Publication Date



opioid prescription, pain management, residency training, Systems-Based Practice, OSCE


The Wayne State University Office of Graduate Medical Education (WSUGME) uses an objective structured clinical examination (OSCE) to assess its programs’ contribution to enhancing residents’ communication skills. In response to revisions in Michigan’s opioid-prescribing mandates in 2017, WSUGME developed a pain management case in collaboration with faculty and the Wayne State University School of Medicine to educate residents about these mandates while gauging their skills in Systems-Based Practice (SBP), an Accreditation Council for Graduate Medical Education Core Competency. This study examined whether resident OSCE performance predicted year-end milestones scores in SBP1 (coordinates patient care within various health care delivery settings), SBP2 (works in interdisciplinary teams to enhance patient safety and improve patient care quality), and SBP3 (practices and advocates for cost-effective, responsible care).

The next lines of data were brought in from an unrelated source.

//! Form Validation
//!
//! Client-local checks for the login, register and spell forms. Failures
//! are reported per field and never reach the network layer.

use crate::models::{LoginData, RegisterData, SpellFormData};

pub const MIN_SPELL_NAME_LEN: usize = 3;
pub const MIN_DESCRIPTION_LEN: usize = 20;
pub const MIN_USERNAME_LEN: usize = 3;
pub const MIN_PASSWORD_LEN: usize = 6;

/// Ordered field -> message pairs
#[derive(Debug, Clone, Default, PartialEq)]
pub struct FieldErrors(Vec<(&'static str, String)>);

impl FieldErrors {
    pub fn new() -> Self {
        Self::default()
    }

    pub fn insert(&mut self, field: &'static str, message: impl Into<String>) {
        self.clear(field);
        self.0.push((field, message.into()));
    }

    pub fn get(&self, field: &str) -> Option<&str> {
        self.0.iter().find(|(f, _)| *f == field).map(|(_, m)| m.as_str())
    }

    /// Typing into a field clears its error
    pub fn clear(&mut self, field: &str) {
        self.0.retain(|(f, _)| *f != field);
    }

    pub fn is_empty(&self) -> bool {
        self.0.is_empty()
    }

    pub fn len(&self) -> usize {
        self.0.len()
    }
}

pub fn validate_login(data: &LoginData) -> FieldErrors {
    let mut errors = FieldErrors::new();
    if data.username.trim().is_empty() {
        errors.insert("username", "Username is required");
    }
    if data.password.trim().is_empty() {
        errors.insert("password", "Password is required");
    }
    errors
}

pub fn validate_register(data: &RegisterData, confirm_password: &str) -> FieldErrors {
    let mut errors = FieldErrors::new();

    let username = data.username.trim();
    if username.is_empty() {
        errors.insert("username", "Username is required");
    } else if username.chars().count() < MIN_USERNAME_LEN {
        errors.insert("username", format!("Username must be at least {} characters", MIN_USERNAME_LEN));
    }

    let email = data.email.trim();
    if email.is_empty() {
        errors.insert("email", "Email is required");
    } else if !looks_like_email(email) {
        errors.insert("email", "Enter a valid email address");
    }

    if data.password.is_empty() {
        errors.insert("password", "Password is required");
    } else if data.password.chars().count() < MIN_PASSWORD_LEN {
        errors.insert("password", format!("Password must be at least {} characters", MIN_PASSWORD_LEN));
    }

    if confirm_password != data.password {
        errors.insert("confirm_password", "Passwords do not match");
    }
    errors
}

/// `local@domain.tld` with no whitespace
fn looks_like_email(email: &str) -> bool {
    if email.chars().any(char::is_whitespace) {
        return false;
    }
    match email.split_once('@') {
        Some((local, domain)) => {
            !local.is_empty()
                && !domain.contains('@')
                && domain
                    .split_once('.')
                    .map_or(false, |(host, tld)| !host.is_empty() && !tld.is_empty())
        }
        None => false,
    }
}

/// Raw text of the spell form, as typed
#[derive(Debug, Clone, Default, PartialEq)]
pub struct SpellFormInput {
    pub name: String,
    pub description: String,
    pub mana_cost: String,
    pub damage: String,
    pub element: String,
}

impl SpellFormInput {
    pub fn from_form_data(data: &SpellFormData) -> Self {
        Self {
            name: data.name.clone(),
            description: data.description.clone(),
            mana_cost: data.mana_cost.to_string(),
            damage: data.damage.map(|d| d.to_string()).unwrap_or_default(),
            element: data.element.clone(),
        }
    }
}

/// Validate and convert; element is an open vocabulary, only emptiness is rejected
pub fn validate_spell(input: &SpellFormInput) -> Result<SpellFormData, FieldErrors> {
    let mut errors = FieldErrors::new();

    let name = input.name.trim();
    if name.is_empty() {
        errors.insert("name", "Spell name is required");
    } else if name.chars().count() < MIN_SPELL_NAME_LEN {
        errors.insert("name", format!("Spell name must be at least {} characters", MIN_SPELL_NAME_LEN));
    }

    let description = input.description.trim();
    if description.is_empty() {
        errors.insert("description", "Spell description is required");
    } else if description.chars().count() < MIN_DESCRIPTION_LEN {
        errors.insert("description", format!("Description must be at least {} characters", MIN_DESCRIPTION_LEN));
    }

    let element = input.element.trim();
    if element.is_empty() {
        errors.insert("element", "Spell element is required");
    }

    let mana_cost = match parse_stat(&input.mana_cost) {
        Ok(Some(value)) => Some(value),
        Ok(None) => {
            errors.insert("mana_cost", "Mana cost is required");
            None
        }
        Err(msg) => {
            errors.insert("mana_cost", msg);
            None
        }
    };

    let damage = match parse_stat(&input.damage) {
        Ok(value) => value,
        Err(msg) => {
            errors.insert("damage", msg);
            None
        }
    };

    match mana_cost {
        Some(mana_cost) if errors.is_empty() => Ok(SpellFormData {
            name: name.to_string(),
            description: description.to_string(),
            mana_cost,
            damage,
            element: element.to_string(),
        }),
        _ => Err(errors),
    }
}

/// Blank -> None; otherwise a non-negative integer
fn parse_stat(raw: &str) -> Result<Option<u32>, &'static str> {
    let raw = raw.trim();
    if raw.is_empty() {
        return Ok(None);
    }
    raw.parse::<u32>()
        .map(Some)
        .map_err(|_| "Must be a whole number of 0 or more")
}

#[cfg(test)]
mod tests {
    use super::*;
    use rstest::rstest;

    fn valid_input() -> SpellFormInput {
        SpellFormInput {
            name: "Fireball".into(),
            description: "Hurls a roaring ball of flame".into(),
            mana_cost: "12".into(),
            damage: "".into(),
            element: "Attack".into(),
        }
    }

    #[test]
    fn test_login_requires_both_fields() {
        let errors = validate_login(&LoginData {
            username: "  ".into(),
            password: String::new(),
        });
        assert_eq!(errors.get("username"), Some("Username is required"));
        assert_eq!(errors.get("password"), Some("Password is required"));

        let ok = validate_login(&LoginData {
            username: "merlin".into(),
            password: "secret".into(),
        });
        assert!(ok.is_empty());
    }

    #[test]
    fn test_valid_spell_converts() {
        let data = validate_spell(&valid_input()).unwrap();
        assert_eq!(data.mana_cost, 12);
        assert_eq!(data.damage, None);
        assert_eq!(data.element, "Attack");
    }

    #[test]
    fn test_element_is_open_vocabulary() {
        let input = SpellFormInput {
            element: "chronomancy".into(),
            ..valid_input()
        };
        assert!(validate_spell(&input).is_ok());
    }

    #[rstest]
    #[case("name", "", "Spell name is required")]
    #[case("name", "Zo", "Spell name must be at least 3 characters")]
    #[case("description", "   ", "Spell description is required")]
    #[case("description", "Too short", "Description must be at least 20 characters")]
    #[case("element", "", "Spell element is required")]
    #[case("mana_cost", "", "Mana cost is required")]
    #[case("mana_cost", "-4", "Must be a whole number of 0 or more")]
    #[case("damage", "lots", "Must be a whole number of 0 or more")]
    fn test_spell_field_rules(#[case] field: &str, #[case] value: &str, #[case] message: &str) {
        let mut input = valid_input();
        match field {
            "name" => input.name = value.into(),
            "description" => input.description = value.into(),
            "element" => input.element = value.into(),
            "mana_cost" => input.mana_cost = value.into(),
            "damage" => input.damage = value.into(),
            _ => unreachable!(),
        }
        let errors = validate_spell(&input).unwrap_err();
        assert_eq!(errors.len(), 1);
        assert_eq!(errors.get(field), Some(message));
    }

    #[test]
    fn test_register_rules() {
        let data = RegisterData {
            username: "al".into(),
            email: "al@nowhere".into(),
            password: "12345".into(),
        };
        let errors = validate_register(&data, "different");
        assert!(errors.get("username").is_some());
        assert_eq!(errors.get("email"), Some("Enter a valid email address"));
        assert!(errors.get("password").is_some());
        assert_eq!(errors.get("confirm_password"), Some("Passwords do not match"));

        let data = RegisterData {
            username: "alice".into(),
            email: "alice@example.com".into(),
            password: "hunter22".into(),
        };
        assert!(validate_register(&data, "hunter22").is_empty());
    }

    #[test]
    fn test_clearing_a_field_error() {
        let mut errors = validate_spell(&SpellFormInput::default()).unwrap_err();
        assert!(errors.get("name").is_some());
        errors.clear("name");
        assert!(errors.get("name").is_none());
        assert!(errors.get("description").is_some());
    }
}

Participants included two cohorts of first- (PRG-1) and second-year (PRG-2) residents in 6 programs: one cohort from academic year 2018-2019 (n = 33), the other from 2019-2020 (n = 37). Before the OSCE, WSUGME emailed residents the new state prescription requirements. During the simulated encounter, standardized patients rated residents on a validated communication instrument, and WSUGME conducted a linear regression of patient ratings on resident SBP milestone scores. The ratings of communication skills of PRG-1 residents did not predict any of the year-end SBP milestones. However, ratings of communication skills of PRG-2 residents predicted SBP1 and SBP2, though not SBP3, milestones. The OSCE opioid case proved to be a valid measure of PRG-2 residents’ competence gained across the first year but was less meaningful when applied to PRG-1 residents.